Work to be completed -
When a line in the material contains the word "self", copy it.

Supplied material -
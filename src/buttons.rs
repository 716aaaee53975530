//! Logical controller buttons and the touch regions that drive them.
//!
//! A [`Region`] is a hit zone on screen; a [`Button`] is what the caller sees.
//! The D-pad diagonals press two buttons at once and the center cell is a
//! dead zone that presses nothing.

/// Logical buttons exposed to the caller, one callback each.
#[derive(Debug, Clone, Copy, PartialEq, Eq, Hash, PartialOrd, Ord)]
pub enum Button {
    Up,
    Down,
    Left,
    Right,
    Select,
    Start,
    B,
    A,
}

impl Button {
    /// Every button, in callback delivery order.
    pub const ALL: [Button; 8] = [
        Button::Up,
        Button::Down,
        Button::Left,
        Button::Right,
        Button::Select,
        Button::Start,
        Button::B,
        Button::A,
    ];

    pub fn name(self) -> &'static str {
        match self {
            Button::Up => "up",
            Button::Down => "down",
            Button::Left => "left",
            Button::Right => "right",
            Button::Select => "select",
            Button::Start => "start",
            Button::B => "b",
            Button::A => "a",
        }
    }

    pub(crate) fn index(self) -> usize {
        self as usize
    }

    pub fn is_direction(self) -> bool {
        matches!(self, Button::Up | Button::Down | Button::Left | Button::Right)
    }
}

/// Touch hit zones: the 3x3 D-pad grid, the two meta capsules and the two
/// action circles.
#[derive(Debug, Clone, Copy, PartialEq, Eq, Hash, PartialOrd, Ord)]
pub enum Region {
    UpLeft,
    Up,
    UpRight,
    Left,
    Center,
    Right,
    DownLeft,
    Down,
    DownRight,
    Select,
    Start,
    B,
    A,
}

impl Region {
    pub const ALL: [Region; 13] = [
        Region::UpLeft,
        Region::Up,
        Region::UpRight,
        Region::Left,
        Region::Center,
        Region::Right,
        Region::DownLeft,
        Region::Down,
        Region::DownRight,
        Region::Select,
        Region::Start,
        Region::B,
        Region::A,
    ];

    /// D-pad cells in row-major grid order.
    pub const DPAD_GRID: [[Region; 3]; 3] = [
        [Region::UpLeft, Region::Up, Region::UpRight],
        [Region::Left, Region::Center, Region::Right],
        [Region::DownLeft, Region::Down, Region::DownRight],
    ];

    /// Buttons pressed by a touch landing in this region.
    pub fn buttons(self) -> &'static [Button] {
        match self {
            // D-pad top row
            Region::UpLeft => &[Button::Up, Button::Left],
            Region::Up => &[Button::Up],
            Region::UpRight => &[Button::Up, Button::Right],
            // D-pad middle row
            Region::Left => &[Button::Left],
            Region::Center => &[],
            Region::Right => &[Button::Right],
            // D-pad bottom row
            Region::DownLeft => &[Button::Down, Button::Left],
            Region::Down => &[Button::Down],
            Region::DownRight => &[Button::Down, Button::Right],
            Region::Select => &[Button::Select],
            Region::Start => &[Button::Start],
            Region::B => &[Button::B],
            Region::A => &[Button::A],
        }
    }
}

#[cfg(test)]
mod tests {
    use super::*;

    #[test]
    fn center_is_dead_zone() {
        assert!(Region::Center.buttons().is_empty());
    }

    #[test]
    fn diagonals_press_two_directions() {
        assert_eq!(Region::UpLeft.buttons(), &[Button::Up, Button::Left]);
        assert_eq!(Region::DownRight.buttons(), &[Button::Down, Button::Right]);
    }

    #[test]
    fn every_button_is_reachable() {
        for button in Button::ALL {
            assert!(
                Region::ALL.iter().any(|r| r.buttons().contains(&button)),
                "{button:?} has no region"
            );
        }
    }

    #[test]
    fn index_follows_all_order() {
        for (i, button) in Button::ALL.iter().enumerate() {
            assert_eq!(button.index(), i);
        }
    }

    #[test]
    fn dpad_grid_covers_nine_dpad_regions() {
        let cells: Vec<Region> = Region::DPAD_GRID.iter().flatten().copied().collect();
        assert_eq!(cells.len(), 9);
        for (i, region) in cells.iter().enumerate() {
            assert_eq!(Region::ALL[i], *region);
        }
    }
}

Task result -
    pub fn name(self) -> &'static str {
        match self {
    pub(crate) fn index(self) -> usize {
        self as usize
    pub fn is_direction(self) -> bool {
        matches!(self, Button::Up | Button::Down | Button::Left | Button::Right)
    pub fn buttons(self) -> &'static [Button] {
        match self {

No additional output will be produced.